WHAT THE TASK ASKS: Filter these entries, keeping only lines that hold the word "listener".

Saved data entries:
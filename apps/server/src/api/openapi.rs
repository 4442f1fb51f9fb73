//! OpenAPI documentation configuration.

use utoipa::OpenApi;

use crate::{api, error, models};

/// OpenAPI documentation.
#[derive(OpenApi)]
#[openapi(
    info(
        title = "Pulpito Server",
        version = "0.1.0",
        description = "Grid views over Paddles test runs, run jobs and node jobs"
    ),
    servers(
        (url = "/", description = "Local server")
    ),
    paths(
        api::health::health,
        api::health::ready,
        api::runs::list_runs,
        api::runs::list_run_jobs,
        api::nodes::list_node_jobs,
        api::grid_events::apply_grid_event,
    ),
    components(
        schemas(
            error::ErrorResponse,
            api::health::HealthResponse,
            api::health::ReadyResponse,
            // Paddles records
            models::Run,
            models::RunResults,
            models::Job,
            models::NodeJobs,
            // Grid
            models::GridView,
            models::ColumnSpec,
            models::ColumnKind,
            models::Cell,
            models::DisplayRow,
            models::DisplayOptions,
            models::Density,
            models::FilterMode,
            models::LinkTargets,
            models::PaginationState,
            models::SortItem,
            models::SortDirection,
            // Query binding
            models::QueryParams,
            models::QueryState,
            models::FilterModel,
            models::FilterItem,
            models::FilterOperator,
            models::GridEvent,
            models::GridEventRequest,
            models::GridEventResponse,
        )
    ),
    tags(
        (name = "Health", description = "Health check endpoints"),
        (name = "Runs", description = "Run list and per-run job lists"),
        (name = "Nodes", description = "Jobs by node"),
        (name = "Grid", description = "Grid event binding")
    )
)]
pub struct ApiDoc;
//! Columns of the run list.

use crate::models::{CellValue, ColumnKind, Run, SortDirection, SortItem};

use super::columns::{Column, GridRow};
use super::derive::elapsed_secs;

const DATE_WIDTH: u16 = 150;

impl GridRow for Run {
    fn row_id(&self) -> String {
        self.name.clone()
    }
}

/// Wall-clock time between the run starting and its last update.
pub fn run_runtime(run: &Run) -> Option<i64> {
    elapsed_secs(run.started.as_deref(), run.posted.as_deref())
}

/// Column set of the run list.
pub fn run_columns() -> Vec<Column<Run>> {
    vec![
        Column::field("user", ColumnKind::Text, |r: &Run| {
            CellValue::text(r.user.as_deref())
        }),
        Column::field("scheduled", ColumnKind::Date, |r: &Run| {
            CellValue::text(r.scheduled.as_deref())
        })
        .width(DATE_WIDTH),
        Column::field("started", ColumnKind::Date, |r: &Run| {
            CellValue::text(r.started.as_deref())
        })
        .width(DATE_WIDTH),
        Column::field("posted", ColumnKind::Date, |r: &Run| {
            CellValue::text(r.posted.as_deref())
        })
        .header("updated")
        .width(DATE_WIDTH),
        Column::derived("runtime", ColumnKind::Duration, |r: &Run| {
            CellValue::int(run_runtime(r))
        }),
        Column::field("suite", ColumnKind::Text, |r: &Run| {
            CellValue::text(r.suite.as_deref())
        }),
        Column::field("branch", ColumnKind::Text, |r: &Run| {
            CellValue::text(r.branch.as_deref())
        }),
        Column::field("machine_type", ColumnKind::Text, |r: &Run| {
            CellValue::text(r.machine_type.as_deref())
        }),
        Column::field("sha1", ColumnKind::Text, |r: &Run| {
            CellValue::text(r.sha1.as_deref())
        })
        .header("hash"),
        Column::derived("queued", ColumnKind::Number, |r: &Run| {
            CellValue::int(r.results.queued)
        }),
        Column::derived("pass", ColumnKind::Number, |r: &Run| {
            CellValue::int(r.results.pass)
        }),
        Column::derived("fail", ColumnKind::Number, |r: &Run| {
            CellValue::int(r.results.fail)
        }),
        Column::derived("dead", ColumnKind::Number, |r: &Run| {
            CellValue::int(r.results.dead)
        }),
        Column::derived("running", ColumnKind::Number, |r: &Run| {
            CellValue::int(r.results.running)
        }),
    ]
}

/// Newest runs first.
pub fn run_sort_model() -> Vec<SortItem> {
    vec![SortItem {
        field: "scheduled",
        sort: SortDirection::Desc,
    }]
}
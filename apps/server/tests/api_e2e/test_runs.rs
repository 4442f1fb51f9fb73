//! E2E tests: run list.

use super::mock_paddles::MockPaddles;
use super::test_helpers::*;

const RUN: &str = "teuthology-2024-03-01-rados-main-smithi";

/// Rows, columns and display options of a successful fetch.
#[actix_rt::test]
async fn test_list_runs_renders_grid() {
    let mock = start_mock().await;
    let app = create_test_app(&mock.base_url).await;

    let (status, body) = get_json(&app, "/api/v1/runs").await;

    assert_eq!(status, 200, "{body}");
    assert_eq!(body["view_state"], "success");
    assert_eq!(body["loading"], false);
    assert_eq!(body["options"]["density"], "compact");
    assert_eq!(body["options"]["height"], 800);
    assert_eq!(body["filter_mode"], "client");

    let rows = body["rows"].as_array().unwrap();
    assert_eq!(rows.len(), 2);
    assert_eq!(rows[0]["id"], RUN);

    let cells = &rows[0]["cells"];
    assert_eq!(cells["user"]["display"], "teuthology");
    assert_eq!(cells["runtime"]["value"], 3630);
    assert_eq!(cells["fail"]["value"], 2);
    assert_eq!(cells["sha1"]["display"], "0123456789abcdef");

    let headers: Vec<&str> = body["columns"]
        .as_array()
        .unwrap()
        .iter()
        .filter_map(|c| c["header_name"].as_str())
        .collect();
    assert!(headers.contains(&"updated"));
    assert!(headers.contains(&"hash"));

    assert_eq!(body["sort_model"][0]["field"], "scheduled");
    assert_eq!(body["sort_model"][0]["sort"], "desc");
}

/// Runs are paged by the server and the total is never known.
#[actix_rt::test]
async fn test_list_runs_uses_server_paging() {
    let mock = start_mock().await;
    let app = create_test_app(&mock.base_url).await;

    let (status, body) = get_json(&app, "/api/v1/runs?page=2&pageSize=10").await;

    assert_eq!(status, 200);
    assert_eq!(body["pagination"]["mode"], "server");
    assert_eq!(body["pagination"]["page"], 2);
    assert_eq!(body["pagination"]["page_size"], 10);
    assert_eq!(body["pagination"]["row_count"], 9999);
    assert_eq!(body["pagination"]["hide_footer_row_count"], true);
    assert_eq!(mock.requests(), vec!["/runs/?page=3&count=10".to_string()]);
}

/// Garbage paging parameters fall back to defaults.
#[actix_rt::test]
async fn test_list_runs_ignores_bad_paging() {
    let mock = start_mock().await;
    let app = create_test_app(&mock.base_url).await;

    let (status, body) = get_json(&app, "/api/v1/runs?page=abc&pageSize=-4").await;

    assert_eq!(status, 200);
    assert_eq!(body["pagination"]["page"], 0);
    assert_eq!(body["pagination"]["page_size"], TEST_DEFAULT_PAGE_SIZE);
    assert_eq!(mock.requests(), vec!["/runs/?page=1&count=25".to_string()]);
}

/// The status filter is sent upstream and echoed back as the filter model.
#[actix_rt::test]
async fn test_list_runs_status_filter() {
    let mock = start_mock().await;
    let app = create_test_app(&mock.base_url).await;

    let (status, body) = get_json(&app, "/api/v1/runs?status=running").await;

    assert_eq!(status, 200);
    assert_eq!(body["rows"].as_array().unwrap().len(), 1);
    assert_eq!(
        mock.requests(),
        vec!["/runs/status/running/?page=1&count=25".to_string()]
    );

    let items = body["filter_model"]["items"].as_array().unwrap();
    assert_eq!(items.len(), 1);
    assert_eq!(items[0]["field"], "status");
    assert_eq!(items[0]["operator"], "contains");
    assert_eq!(items[0]["value"], "running");
}

/// An upstream failure renders an empty grid, not an HTTP error.
#[actix_rt::test]
async fn test_list_runs_upstream_failure_renders_empty() {
    let mock = start_mock().await;
    mock.set_failing(true);
    let app = create_test_app(&mock.base_url).await;

    let (status, body) = get_json(&app, "/api/v1/runs").await;

    assert_eq!(status, 200);
    assert_eq!(body["view_state"], "error");
    assert_eq!(body["loading"], false);
    assert!(body["rows"].as_array().unwrap().is_empty());
    assert!(!body["columns"].as_array().unwrap().is_empty());
}

/// An unreachable service behaves like any other failure.
#[actix_rt::test]
async fn test_list_runs_unreachable_service() {
    let listener = std::net::TcpListener::bind("127.0.0.1:0").unwrap();
    let closed_url = format!("http://{}", listener.local_addr().unwrap());
    drop(listener);

    let app = create_test_app(&closed_url).await;
    let (status, body) = get_json(&app, "/api/v1/runs").await;

    assert_eq!(status, 200);
    assert_eq!(body["view_state"], "error");
    assert!(body["rows"].as_array().unwrap().is_empty());
}

/// Repeated identical queries are served from the cache.
#[actix_rt::test]
async fn test_list_runs_is_cached() {
    let mock = start_mock().await;
    let app = create_test_app(&mock.base_url).await;

    let (_, first) = get_json(&app, "/api/v1/runs?page=0&pageSize=25").await;
    let (_, second) = get_json(&app, "/api/v1/runs").await;

    assert_eq!(first["rows"], second["rows"]);
    assert_eq!(mock.requests().len(), 1);
}

/// Failures are not cached: the next request goes upstream again.
#[actix_rt::test]
async fn test_list_runs_failure_is_retried() {
    let mock = start_mock().await;
    mock.set_failing(true);
    let app = create_test_app(&mock.base_url).await;

    let (_, failed) = get_json(&app, "/api/v1/runs").await;
    assert_eq!(failed["view_state"], "error");

    mock.set_failing(false);
    let (_, recovered) = get_json(&app, "/api/v1/runs").await;
    assert_eq!(recovered["view_state"], "success");
    assert_eq!(recovered["rows"].as_array().unwrap().len(), 2);
    assert_eq!(mock.requests().len(), 2);
}

/// Runs with missing fields still render; absent values display empty.
#[actix_rt::test]
async fn test_list_runs_sparse_rows() {
    let mock = MockPaddles::start(super::mock_paddles::MockPaddlesState {
        runs: vec![serde_json::json!({"name": "bare-run", "results": {"pass": "many"}})],
        ..Default::default()
    })
    .await;
    let app = create_test_app(&mock.base_url).await;

    let (status, body) = get_json(&app, "/api/v1/runs").await;

    assert_eq!(status, 200);
    let cells = &body["rows"][0]["cells"];
    assert_eq!(body["rows"][0]["id"], "bare-run");
    assert_eq!(cells["user"]["display"], "");
    assert!(cells["runtime"]["value"].is_null());
    assert!(cells["pass"]["value"].is_null());
}

/// A run without a name does not blank the whole list.
#[actix_rt::test]
async fn test_list_runs_keeps_nameless_run() {
    let mock = MockPaddles::start(super::mock_paddles::MockPaddlesState {
        runs: vec![
            serde_json::json!({"name": "named-run"}),
            serde_json::json!({"suite": "rbd"}),
        ],
        ..Default::default()
    })
    .await;
    let app = create_test_app(&mock.base_url).await;

    let (status, body) = get_json(&app, "/api/v1/runs").await;

    assert_eq!(status, 200);
    assert_eq!(body["view_state"], "success");
    assert_eq!(body["rows"].as_array().unwrap().len(), 2);
    assert_eq!(body["rows"][1]["cells"]["suite"]["display"], "rbd");
}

FINAL ANSWER:
    let listener = std::net::TcpListener::bind("127.0.0.1:0").unwrap();
    let closed_url = format!("http://{}", listener.local_addr().unwrap());
    drop(listener);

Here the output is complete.